The total tract mineral retention of major minerals in young broilers from days 3 to 14 post-hatch is presented in

Table 3. The retention for individual minerals differed widely, ranging from 0.24 for Mg to 0.64 for Na on day 14. A notable finding was the very high (>92%) retention of Na on day 3. Age effects were significant (p<0.05) for all minerals, with retention being highest on day 3. The exception was Ca where the highest retention was observed on day 5. In general mineral retention declined from day 3 to day 7 after which no changes were observed to day 14. Decline in mineral retention with age was similar across all three diets, as shown by non-significant (p>0.05) diet type x age interaction.

Diet type effect was significant (p<0.05) for Ca retention on day 3, for Mg on day 5, for P on all days except day 14 and for Na on all days except day 3. Retention of K was not different (p>0.05) between the diet types. In general, mineral retention in sorghum diets was found to be greater than those in maize- and wheat-based diets. Another notable observation was the lower (p<0.05) Na retention in wheat-based diets compared to those in the other two diet types.

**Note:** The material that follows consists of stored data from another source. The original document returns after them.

//! Mapping tuples: immutable attribute → binding maps.
//!
//! Attribute order is the sorted order of names so that display, hashing and
//! serialization are reproducible. Tuple order inside a relation is what
//! operators preserve; attribute order inside a tuple carries no meaning.

use std::collections::BTreeMap;
use std::fmt;

use serde::{Deserialize, Serialize};

use crate::value::{Binding, Value};

#[derive(Debug, Clone, Default, PartialEq, Serialize, Deserialize)]
#[serde(transparent)]
pub struct MappingTuple {
    bindings: BTreeMap<String, Binding>,
}

impl MappingTuple {
    pub fn new() -> Self {
        Self::default()
    }

    /// Builder-style insert; replaces any previous binding under `name`.
    #[must_use]
    pub fn with(mut self, name: impl Into<String>, binding: impl Into<Binding>) -> Self {
        self.bindings.insert(name.into(), binding.into());
        self
    }

    /// The binding for `name`, or `None` when the attribute is absent.
    pub fn get(&self, name: &str) -> Option<&Binding> {
        self.bindings.get(name)
    }

    /// The bound value for `name`; `None` when absent or epsilon.
    pub fn value(&self, name: &str) -> Option<&Value> {
        self.get(name).and_then(Binding::value)
    }

    pub fn contains(&self, name: &str) -> bool {
        self.bindings.contains_key(name)
    }

    pub fn attributes(&self) -> impl Iterator<Item = &str> {
        self.bindings.keys().map(String::as_str)
    }

    pub fn iter(&self) -> impl Iterator<Item = (&str, &Binding)> {
        self.bindings.iter().map(|(k, v)| (k.as_str(), v))
    }

    pub fn len(&self) -> usize {
        self.bindings.len()
    }

    pub fn is_empty(&self) -> bool {
        self.bindings.is_empty()
    }

    /// Union of two tuples. On a shared name the binding from `other` wins;
    /// callers that need disjointness check it before merging.
    #[must_use]
    pub fn merged(&self, other: &MappingTuple) -> MappingTuple {
        let mut bindings = self.bindings.clone();
        bindings.extend(other.bindings.iter().map(|(k, v)| (k.clone(), v.clone())));
        MappingTuple { bindings }
    }
}

impl<K: Into<String>> FromIterator<(K, Binding)> for MappingTuple {
    fn from_iter<I: IntoIterator<Item = (K, Binding)>>(iter: I) -> Self {
        Self {
            bindings: iter.into_iter().map(|(k, v)| (k.into(), v)).collect(),
        }
    }
}

impl fmt::Display for MappingTuple {
    fn fmt(&self, f: &mut fmt::Formatter<'_>) -> fmt::Result {
        write!(f, "{{")?;
        for (i, (name, binding)) in self.bindings.iter().enumerate() {
            if i > 0 {
                write!(f, ", ")?;
            }
            write!(f, "{name}: {binding}")?;
        }
        write!(f, "}}")
    }
}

The total tract retention of trace minerals in young broilers is shown in Table 4. Retention coefficients of the trace minerals were determined to be considerably lower than those determined for major minerals. Of particular interest was that the retention coefficient of Zn was close to zero on day 14. Age effects were significant (p<0.05) for all trace minerals, with retention being highest at day 3, declining to day 5 and then remaining unchanged to day 14. Diet type x age interaction was not significant (p>0.05) for any trace mineral, indicating that the changes in retention with age was similar, irrespective of diet type.

Diet type effects were significant (p<0.05) for Fe retention from day 7 onwards, for Mn and Zn till day 7 and for Cu on all days except day 9. The notable observations were the lower retention of Fe and higher retention of Cu in sorghum-based diets, and the lower Cu retention in maize-based diets.

DISCUSSION

No published data are available on the pattern of mineral retention over the first 14 days of age in broiler chickens. However, some studies have shown a decrease in the apparent metabolisable energy over the first several days post-hatch, followed by an increase after the first week (Zelenka, 1968; Murakami et al., 1992; Thomas et al., 2008); In general, the mineral retention data showed a similar pattern, with the highest retention coefficients being observed at 3-5 days, declining thereafter to day 7 post-hatch and then remaining unchanged to day 14. However, in contrast to those observed in apparent metabolisable energy, no differences in retention were noted between days 7 and 14 of age. In the newly hatched chick, the yolk sac is the primary contributor to the overall nutrition during the first few days of life and the presence of yolk appears to have a beneficial effect on mineral retention, as indicated by the high retention coefficients on day 3. The subsequent drop in mineral retention may reflect the loss of this yolk sac effect. In addition, the digestive tract of the newly hatched chick is sterile and is rapidly colonised by microflora after hatching. The changing gut microflora may contain bacterial species which may lower availability by competing for minerals and it is possible that these effects may also contribute, at least in part, to the subsequent drop in mineral retention.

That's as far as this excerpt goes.